For each line below with the word "UserIdentity", write out a copy.

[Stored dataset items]
⟨

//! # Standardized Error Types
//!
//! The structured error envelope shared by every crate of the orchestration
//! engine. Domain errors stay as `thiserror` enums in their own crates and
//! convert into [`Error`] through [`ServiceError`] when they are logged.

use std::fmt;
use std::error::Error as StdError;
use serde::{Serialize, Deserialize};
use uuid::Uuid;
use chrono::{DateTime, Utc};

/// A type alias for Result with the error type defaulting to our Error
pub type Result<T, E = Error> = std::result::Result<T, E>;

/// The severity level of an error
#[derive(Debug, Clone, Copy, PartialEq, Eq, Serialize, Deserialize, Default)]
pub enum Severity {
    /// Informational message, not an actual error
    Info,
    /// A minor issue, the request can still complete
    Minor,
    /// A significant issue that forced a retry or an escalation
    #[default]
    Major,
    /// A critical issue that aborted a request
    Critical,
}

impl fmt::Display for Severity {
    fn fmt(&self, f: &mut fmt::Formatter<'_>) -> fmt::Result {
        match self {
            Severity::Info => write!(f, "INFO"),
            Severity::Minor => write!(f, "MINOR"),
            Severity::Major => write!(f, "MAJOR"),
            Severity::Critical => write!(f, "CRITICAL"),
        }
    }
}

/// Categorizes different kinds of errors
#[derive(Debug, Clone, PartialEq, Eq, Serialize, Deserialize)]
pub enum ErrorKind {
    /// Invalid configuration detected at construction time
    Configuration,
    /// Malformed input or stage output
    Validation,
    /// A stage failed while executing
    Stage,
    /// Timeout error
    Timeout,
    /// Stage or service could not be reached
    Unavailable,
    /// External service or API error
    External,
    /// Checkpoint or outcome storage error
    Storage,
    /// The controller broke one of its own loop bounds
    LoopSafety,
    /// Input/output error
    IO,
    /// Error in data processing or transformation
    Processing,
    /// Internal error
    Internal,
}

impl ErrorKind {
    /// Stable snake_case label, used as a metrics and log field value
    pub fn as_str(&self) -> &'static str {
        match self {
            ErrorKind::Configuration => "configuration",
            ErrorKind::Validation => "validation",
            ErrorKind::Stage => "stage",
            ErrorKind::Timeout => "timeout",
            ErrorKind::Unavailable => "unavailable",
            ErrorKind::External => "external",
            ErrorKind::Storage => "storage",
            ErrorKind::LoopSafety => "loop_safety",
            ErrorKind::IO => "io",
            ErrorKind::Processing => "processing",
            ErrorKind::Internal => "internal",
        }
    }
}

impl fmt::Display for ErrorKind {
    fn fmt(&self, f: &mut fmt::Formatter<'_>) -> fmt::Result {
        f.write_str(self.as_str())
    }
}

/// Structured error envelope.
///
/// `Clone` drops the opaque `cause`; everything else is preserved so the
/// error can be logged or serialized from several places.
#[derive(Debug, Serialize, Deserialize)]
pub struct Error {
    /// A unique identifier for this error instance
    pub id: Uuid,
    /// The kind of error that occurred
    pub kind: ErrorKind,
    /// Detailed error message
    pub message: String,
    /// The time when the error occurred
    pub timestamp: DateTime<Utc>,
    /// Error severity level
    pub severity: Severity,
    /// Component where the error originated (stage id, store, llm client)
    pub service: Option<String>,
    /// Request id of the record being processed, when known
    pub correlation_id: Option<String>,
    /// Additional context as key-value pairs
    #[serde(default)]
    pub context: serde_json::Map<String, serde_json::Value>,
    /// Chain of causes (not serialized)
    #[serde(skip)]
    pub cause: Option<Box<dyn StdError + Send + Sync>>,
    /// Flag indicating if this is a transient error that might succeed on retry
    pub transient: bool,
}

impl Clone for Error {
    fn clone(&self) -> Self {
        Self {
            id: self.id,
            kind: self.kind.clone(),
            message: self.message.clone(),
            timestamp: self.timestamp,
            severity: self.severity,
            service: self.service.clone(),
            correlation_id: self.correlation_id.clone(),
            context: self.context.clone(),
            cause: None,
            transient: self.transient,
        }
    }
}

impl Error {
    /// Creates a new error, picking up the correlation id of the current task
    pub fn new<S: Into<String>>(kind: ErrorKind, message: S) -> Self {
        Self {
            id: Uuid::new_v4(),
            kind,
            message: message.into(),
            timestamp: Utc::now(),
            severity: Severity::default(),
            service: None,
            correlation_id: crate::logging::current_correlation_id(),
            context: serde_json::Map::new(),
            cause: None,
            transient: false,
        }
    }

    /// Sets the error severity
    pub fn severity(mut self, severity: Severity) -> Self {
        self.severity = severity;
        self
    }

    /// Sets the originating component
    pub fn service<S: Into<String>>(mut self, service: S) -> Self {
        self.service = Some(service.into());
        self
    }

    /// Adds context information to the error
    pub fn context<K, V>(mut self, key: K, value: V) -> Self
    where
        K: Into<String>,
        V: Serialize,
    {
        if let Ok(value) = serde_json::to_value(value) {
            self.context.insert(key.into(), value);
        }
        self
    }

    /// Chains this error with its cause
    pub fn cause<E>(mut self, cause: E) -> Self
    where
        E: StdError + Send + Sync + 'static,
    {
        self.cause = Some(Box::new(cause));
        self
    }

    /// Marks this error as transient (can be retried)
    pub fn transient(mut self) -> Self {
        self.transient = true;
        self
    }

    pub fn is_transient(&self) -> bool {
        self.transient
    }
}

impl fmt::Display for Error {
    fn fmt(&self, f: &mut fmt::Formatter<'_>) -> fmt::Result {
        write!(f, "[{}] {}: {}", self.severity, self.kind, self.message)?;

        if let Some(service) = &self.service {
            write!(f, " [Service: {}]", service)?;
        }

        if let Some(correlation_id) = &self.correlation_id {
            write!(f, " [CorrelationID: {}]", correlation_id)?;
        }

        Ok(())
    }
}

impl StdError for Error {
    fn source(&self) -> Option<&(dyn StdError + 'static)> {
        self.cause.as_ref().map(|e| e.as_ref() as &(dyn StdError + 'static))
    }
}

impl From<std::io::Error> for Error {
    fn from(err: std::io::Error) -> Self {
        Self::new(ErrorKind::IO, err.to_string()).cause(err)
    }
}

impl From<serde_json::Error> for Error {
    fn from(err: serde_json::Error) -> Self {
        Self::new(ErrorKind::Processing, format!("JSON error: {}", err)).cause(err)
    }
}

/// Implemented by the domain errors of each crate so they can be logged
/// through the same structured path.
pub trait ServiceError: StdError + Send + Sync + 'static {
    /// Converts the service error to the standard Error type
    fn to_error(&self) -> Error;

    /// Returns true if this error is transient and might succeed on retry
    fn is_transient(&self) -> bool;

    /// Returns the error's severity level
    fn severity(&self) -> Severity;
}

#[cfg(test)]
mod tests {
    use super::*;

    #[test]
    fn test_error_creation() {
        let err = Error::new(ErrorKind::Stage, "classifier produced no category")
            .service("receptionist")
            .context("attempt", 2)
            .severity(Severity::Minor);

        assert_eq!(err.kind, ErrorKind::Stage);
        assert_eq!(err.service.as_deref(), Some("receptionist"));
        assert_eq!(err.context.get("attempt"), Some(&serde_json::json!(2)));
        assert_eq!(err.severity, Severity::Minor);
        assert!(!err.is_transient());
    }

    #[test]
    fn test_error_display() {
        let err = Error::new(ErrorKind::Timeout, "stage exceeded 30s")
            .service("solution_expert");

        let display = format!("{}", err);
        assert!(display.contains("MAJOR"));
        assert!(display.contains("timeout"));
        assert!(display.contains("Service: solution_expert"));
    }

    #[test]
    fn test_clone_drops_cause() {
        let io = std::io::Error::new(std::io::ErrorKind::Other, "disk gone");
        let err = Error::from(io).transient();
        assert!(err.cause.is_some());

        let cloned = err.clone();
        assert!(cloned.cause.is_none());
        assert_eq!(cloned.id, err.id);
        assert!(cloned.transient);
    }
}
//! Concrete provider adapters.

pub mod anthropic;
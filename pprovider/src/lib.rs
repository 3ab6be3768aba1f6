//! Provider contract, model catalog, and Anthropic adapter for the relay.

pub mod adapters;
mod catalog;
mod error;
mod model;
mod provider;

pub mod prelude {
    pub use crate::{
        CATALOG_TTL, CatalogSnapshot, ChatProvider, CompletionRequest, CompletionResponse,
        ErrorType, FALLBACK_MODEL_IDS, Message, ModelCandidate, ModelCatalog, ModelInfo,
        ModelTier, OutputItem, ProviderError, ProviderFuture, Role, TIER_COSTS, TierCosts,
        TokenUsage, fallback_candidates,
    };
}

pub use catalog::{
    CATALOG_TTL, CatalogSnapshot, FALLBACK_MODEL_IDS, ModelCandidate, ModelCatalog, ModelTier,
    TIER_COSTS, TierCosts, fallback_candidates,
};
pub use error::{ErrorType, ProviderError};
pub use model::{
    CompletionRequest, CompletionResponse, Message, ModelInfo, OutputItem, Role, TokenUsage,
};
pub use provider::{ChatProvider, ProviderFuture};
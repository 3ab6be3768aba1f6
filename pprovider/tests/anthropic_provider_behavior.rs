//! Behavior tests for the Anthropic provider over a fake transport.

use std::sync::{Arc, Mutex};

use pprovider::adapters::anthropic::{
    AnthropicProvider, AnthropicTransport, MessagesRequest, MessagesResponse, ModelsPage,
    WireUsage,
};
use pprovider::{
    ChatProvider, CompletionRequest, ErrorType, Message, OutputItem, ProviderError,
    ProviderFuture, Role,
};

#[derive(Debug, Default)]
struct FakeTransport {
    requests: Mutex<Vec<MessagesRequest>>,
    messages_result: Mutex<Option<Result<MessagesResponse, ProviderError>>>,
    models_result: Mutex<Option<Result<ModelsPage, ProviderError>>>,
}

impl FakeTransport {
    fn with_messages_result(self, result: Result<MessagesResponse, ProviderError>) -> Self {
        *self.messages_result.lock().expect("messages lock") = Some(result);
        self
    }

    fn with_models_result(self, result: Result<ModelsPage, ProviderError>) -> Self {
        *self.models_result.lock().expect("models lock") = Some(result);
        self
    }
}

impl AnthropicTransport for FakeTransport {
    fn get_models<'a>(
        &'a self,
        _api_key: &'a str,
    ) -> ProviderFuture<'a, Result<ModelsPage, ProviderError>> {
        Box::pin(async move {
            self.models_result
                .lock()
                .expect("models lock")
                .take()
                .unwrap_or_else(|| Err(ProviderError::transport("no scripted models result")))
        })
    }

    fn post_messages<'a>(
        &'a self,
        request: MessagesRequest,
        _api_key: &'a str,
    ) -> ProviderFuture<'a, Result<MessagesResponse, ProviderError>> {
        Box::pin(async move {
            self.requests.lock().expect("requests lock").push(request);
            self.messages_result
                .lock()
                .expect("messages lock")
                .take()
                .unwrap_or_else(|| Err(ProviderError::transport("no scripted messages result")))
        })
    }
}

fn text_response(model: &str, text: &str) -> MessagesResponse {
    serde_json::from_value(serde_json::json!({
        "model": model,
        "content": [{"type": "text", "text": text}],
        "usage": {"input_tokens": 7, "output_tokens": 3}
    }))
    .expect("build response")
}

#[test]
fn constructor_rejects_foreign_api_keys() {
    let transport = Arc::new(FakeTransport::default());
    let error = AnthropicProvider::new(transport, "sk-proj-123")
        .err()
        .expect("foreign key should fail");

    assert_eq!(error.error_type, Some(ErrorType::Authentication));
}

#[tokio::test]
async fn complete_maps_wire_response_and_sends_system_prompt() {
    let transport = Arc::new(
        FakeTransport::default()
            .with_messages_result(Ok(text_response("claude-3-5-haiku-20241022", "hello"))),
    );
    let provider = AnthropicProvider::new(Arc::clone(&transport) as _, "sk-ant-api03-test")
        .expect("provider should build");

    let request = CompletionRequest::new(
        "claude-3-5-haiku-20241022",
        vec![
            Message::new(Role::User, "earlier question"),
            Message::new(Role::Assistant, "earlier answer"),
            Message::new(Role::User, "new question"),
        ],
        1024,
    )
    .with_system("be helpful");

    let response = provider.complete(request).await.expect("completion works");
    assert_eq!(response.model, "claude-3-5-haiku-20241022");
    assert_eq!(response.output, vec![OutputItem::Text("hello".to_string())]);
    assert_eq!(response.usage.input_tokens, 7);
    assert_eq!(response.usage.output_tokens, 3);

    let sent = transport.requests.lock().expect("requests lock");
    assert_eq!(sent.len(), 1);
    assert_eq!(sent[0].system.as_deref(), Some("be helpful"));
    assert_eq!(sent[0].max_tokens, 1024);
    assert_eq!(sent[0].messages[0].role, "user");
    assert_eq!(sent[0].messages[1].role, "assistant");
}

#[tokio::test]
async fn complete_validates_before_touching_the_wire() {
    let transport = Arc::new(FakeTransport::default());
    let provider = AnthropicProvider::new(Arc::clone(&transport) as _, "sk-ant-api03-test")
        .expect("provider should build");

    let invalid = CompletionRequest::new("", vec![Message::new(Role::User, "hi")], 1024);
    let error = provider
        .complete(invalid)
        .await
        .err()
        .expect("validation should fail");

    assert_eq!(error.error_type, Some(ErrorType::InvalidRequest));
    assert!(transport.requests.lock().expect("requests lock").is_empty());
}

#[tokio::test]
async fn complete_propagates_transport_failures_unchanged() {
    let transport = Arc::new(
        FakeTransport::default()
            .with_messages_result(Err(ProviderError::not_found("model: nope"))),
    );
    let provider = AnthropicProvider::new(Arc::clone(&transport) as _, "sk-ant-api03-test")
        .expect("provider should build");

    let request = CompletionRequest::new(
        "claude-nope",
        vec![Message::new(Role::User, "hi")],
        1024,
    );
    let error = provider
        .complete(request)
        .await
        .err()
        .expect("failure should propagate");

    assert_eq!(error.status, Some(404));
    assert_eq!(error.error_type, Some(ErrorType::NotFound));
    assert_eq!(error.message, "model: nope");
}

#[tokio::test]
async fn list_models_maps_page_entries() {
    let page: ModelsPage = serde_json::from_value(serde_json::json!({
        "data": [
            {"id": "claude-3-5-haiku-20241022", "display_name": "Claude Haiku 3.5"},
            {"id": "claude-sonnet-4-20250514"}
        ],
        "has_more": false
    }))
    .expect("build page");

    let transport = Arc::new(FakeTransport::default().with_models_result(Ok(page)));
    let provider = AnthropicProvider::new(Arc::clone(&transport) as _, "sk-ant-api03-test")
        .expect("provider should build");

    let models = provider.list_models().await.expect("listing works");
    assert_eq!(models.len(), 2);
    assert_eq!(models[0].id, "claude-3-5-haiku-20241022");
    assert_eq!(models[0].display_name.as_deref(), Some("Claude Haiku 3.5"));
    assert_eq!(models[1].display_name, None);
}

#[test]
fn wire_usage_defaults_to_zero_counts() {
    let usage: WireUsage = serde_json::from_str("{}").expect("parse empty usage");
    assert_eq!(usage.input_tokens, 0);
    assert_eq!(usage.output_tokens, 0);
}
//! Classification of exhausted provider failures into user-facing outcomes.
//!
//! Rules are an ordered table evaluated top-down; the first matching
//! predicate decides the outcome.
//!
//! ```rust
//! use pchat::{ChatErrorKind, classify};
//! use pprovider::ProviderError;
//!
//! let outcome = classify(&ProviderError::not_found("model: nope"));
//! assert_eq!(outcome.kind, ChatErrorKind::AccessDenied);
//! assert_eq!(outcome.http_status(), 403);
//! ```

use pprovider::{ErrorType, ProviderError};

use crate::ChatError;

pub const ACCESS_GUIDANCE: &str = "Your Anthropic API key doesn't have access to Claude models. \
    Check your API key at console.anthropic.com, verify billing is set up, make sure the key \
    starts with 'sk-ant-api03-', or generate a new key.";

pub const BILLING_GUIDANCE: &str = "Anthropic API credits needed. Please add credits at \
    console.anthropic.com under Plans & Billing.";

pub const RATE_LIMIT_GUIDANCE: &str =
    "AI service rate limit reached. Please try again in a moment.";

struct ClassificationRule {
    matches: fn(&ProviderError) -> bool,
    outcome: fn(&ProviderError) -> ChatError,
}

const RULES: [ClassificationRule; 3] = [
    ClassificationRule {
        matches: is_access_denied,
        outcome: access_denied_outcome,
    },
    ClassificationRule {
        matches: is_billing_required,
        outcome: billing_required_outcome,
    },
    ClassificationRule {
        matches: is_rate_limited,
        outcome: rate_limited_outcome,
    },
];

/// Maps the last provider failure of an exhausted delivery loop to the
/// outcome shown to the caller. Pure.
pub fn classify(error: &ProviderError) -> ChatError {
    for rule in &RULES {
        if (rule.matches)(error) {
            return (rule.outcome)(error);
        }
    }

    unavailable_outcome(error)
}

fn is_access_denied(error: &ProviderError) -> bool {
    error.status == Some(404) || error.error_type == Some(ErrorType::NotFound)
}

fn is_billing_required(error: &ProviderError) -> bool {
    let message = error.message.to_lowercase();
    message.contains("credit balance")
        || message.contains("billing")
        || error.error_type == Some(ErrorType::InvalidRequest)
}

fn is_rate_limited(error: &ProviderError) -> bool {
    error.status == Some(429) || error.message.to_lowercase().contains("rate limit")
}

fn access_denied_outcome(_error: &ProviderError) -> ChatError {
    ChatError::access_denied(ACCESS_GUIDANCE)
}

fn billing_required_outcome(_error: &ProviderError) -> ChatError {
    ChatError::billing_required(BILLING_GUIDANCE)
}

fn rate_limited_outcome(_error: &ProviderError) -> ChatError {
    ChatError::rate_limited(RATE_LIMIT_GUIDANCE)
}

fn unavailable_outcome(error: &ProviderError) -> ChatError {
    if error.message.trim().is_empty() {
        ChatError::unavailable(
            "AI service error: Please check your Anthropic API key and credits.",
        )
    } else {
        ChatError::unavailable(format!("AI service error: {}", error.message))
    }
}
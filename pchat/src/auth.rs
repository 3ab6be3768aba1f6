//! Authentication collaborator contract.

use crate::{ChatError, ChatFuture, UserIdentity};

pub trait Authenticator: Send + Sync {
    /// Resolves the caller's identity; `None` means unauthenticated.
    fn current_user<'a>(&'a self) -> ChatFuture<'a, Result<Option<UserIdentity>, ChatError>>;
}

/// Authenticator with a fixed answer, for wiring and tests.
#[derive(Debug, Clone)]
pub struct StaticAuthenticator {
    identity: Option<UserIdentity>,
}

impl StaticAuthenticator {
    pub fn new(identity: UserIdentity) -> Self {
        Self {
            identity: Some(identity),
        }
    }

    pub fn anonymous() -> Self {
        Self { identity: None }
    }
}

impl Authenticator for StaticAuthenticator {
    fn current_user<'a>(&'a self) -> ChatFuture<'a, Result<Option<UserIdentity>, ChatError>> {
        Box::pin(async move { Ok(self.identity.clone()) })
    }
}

⟩

Answer box —
use crate::{ChatError, ChatFuture, UserIdentity};
    fn current_user<'a>(&'a self) -> ChatFuture<'a, Result<Option<UserIdentity>, ChatError>>;
    identity: Option<UserIdentity>,
    pub fn new(identity: UserIdentity) -> Self {
    fn current_user<'a>(&'a self) -> ChatFuture<'a, Result<Option<UserIdentity>, ChatError>> {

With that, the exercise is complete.